Find all the lines in the material below with the word "Handle", and copy them.
───── EXERCISE MATERIALS
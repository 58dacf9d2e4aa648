//! Drive the pointer from a live landmark stream.

use std::path::PathBuf;
use std::sync::atomic::Ordering;

use anyhow::Context;
use tokio::runtime::Handle;

use airpoint_common::config::AppConfig;
use airpoint_control_loop::notifier::build_notifier;
use airpoint_control_loop::{
    ControlLoop, JsonlLandmarkSource, LandmarkSource, SessionSummary, TracingOverlay,
};
use airpoint_pointer_injector::build_injector;

use crate::SessionArgs;

pub async fn run(
    mut config: AppConfig,
    input: Option<PathBuf>,
    args: SessionArgs,
) -> anyhow::Result<()> {
    apply_overrides(&mut config, &args);

    let source: Box<dyn LandmarkSource> = match &input {
        Some(path) => Box::new(
            JsonlLandmarkSource::open(path)
                .with_context(|| format!("failed to open landmark stream {}", path.display()))?,
        ),
        None => Box::new(JsonlLandmarkSource::stdin()),
    };

    eprintln!("Airpoint gesture control");
    eprintln!("  Source: {}", source.name());
    eprintln!("  Screen: {}x{}", config.screen.width, config.screen.height);
    eprintln!("  Keys: q/Esc quit, m toggle mouse, v toggle overlay (in the preview window)");
    eprintln!("{}", stop_hint(input.is_none()));

    let summary = drive(&config, source, &args).await?;
    print_summary(&summary);
    Ok(())
}

/// How Ctrl+C behaves for this source. A blocked stdin read only sees the
/// stop flag once the next line arrives.
pub fn stop_hint(reading_stdin: bool) -> &'static str {
    if reading_stdin {
        "Press Ctrl+C to stop (takes effect when the next frame arrives; closing the detector ends the session at once)..."
    } else {
        "Press Ctrl+C to stop..."
    }
}

/// Apply command-line overrides on top of the loaded config.
pub fn apply_overrides(config: &mut AppConfig, args: &SessionArgs) {
    if let Some(kind) = args.injector {
        config.injector.backend = kind.into();
    }
    if let Some(width) = args.screen_width {
        config.screen.width = width;
    }
    if let Some(height) = args.screen_height {
        config.screen.height = height;
    }
    if let Some(smoothing) = args.smoothing {
        config.gesture.smoothing = smoothing;
    }
    if args.no_speech {
        config.notifier.enabled = false;
    }
    if args.no_overlay {
        config.overlay.visible = false;
    }
}

/// Build the collaborators, run the loop on a blocking thread, and stop it
/// on Ctrl+C.
pub async fn drive(
    config: &AppConfig,
    source: Box<dyn LandmarkSource>,
    args: &SessionArgs,
) -> anyhow::Result<SessionSummary> {
    config.validate().context("invalid configuration")?;

    let injector =
        build_injector(config, args.output.clone()).context("failed to set up pointer injection")?;
    tracing::info!(injector = %injector.name(), "Pointer injector ready");

    let notifier = build_notifier(&config.notifier, &Handle::current());
    // Always installed; the session's overlay toggle decides what is shown.
    let overlay = Box::new(TracingOverlay::new(&config.overlay));

    let mut control = ControlLoop::new(config, source, injector)
        .context("failed to start control loop")?
        .with_notifier(notifier)
        .with_overlay(overlay)
        .with_mouse_enabled(!args.mouse_off);

    let stop_flag = control.stop_flag();
    tokio::spawn(async move {
        if tokio::signal::ctrl_c().await.is_ok() {
            tracing::info!("Ctrl+C received; stopping after the current frame");
            stop_flag.store(true, Ordering::SeqCst);
        }
    });

    let summary = tokio::task::spawn_blocking(move || control.run())
        .await
        .context("control loop thread panicked")?
        .context("control loop failed")?;
    Ok(summary)
}

pub fn print_summary(summary: &SessionSummary) {
    eprintln!();
    eprintln!("Session finished");
    eprintln!(
        "  Frames: {} ({} with a hand)",
        summary.frames, summary.frames_with_hand
    );
    eprintln!(
        "  Events: {} emitted, {} injected, {} failed",
        summary.events_emitted, summary.events_injected, summary.injection_failures
    );
}

#[cfg(test)]
mod tests {
    use super::*;
    use crate::InjectorArg;
    use airpoint_common::config::InjectorKind;

    #[test]
    fn test_overrides_replace_config_values() {
        let mut config = AppConfig::default();
        let args = SessionArgs {
            injector: Some(InjectorArg::Record),
            screen_width: Some(2560),
            smoothing: Some(3.0),
            no_speech: true,
            ..SessionArgs::default()
        };
        apply_overrides(&mut config, &args);
        assert_eq!(config.injector.backend, InjectorKind::Record);
        assert_eq!(config.screen.width, 2560);
        assert_eq!(config.screen.height, 1080);
        assert_eq!(config.gesture.smoothing, 3.0);
        assert!(!config.notifier.enabled);
        assert!(config.overlay.visible);
    }

    #[test]
    fn test_stdin_hint_mentions_next_frame() {
        assert!(stop_hint(true).contains("next frame"));
        assert!(!stop_hint(false).contains("next frame"));
    }
}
──────────
ANSWER FOR THIS EXERCISE:
use tokio::runtime::Handle;
    let notifier = build_notifier(&config.notifier, &Handle::current());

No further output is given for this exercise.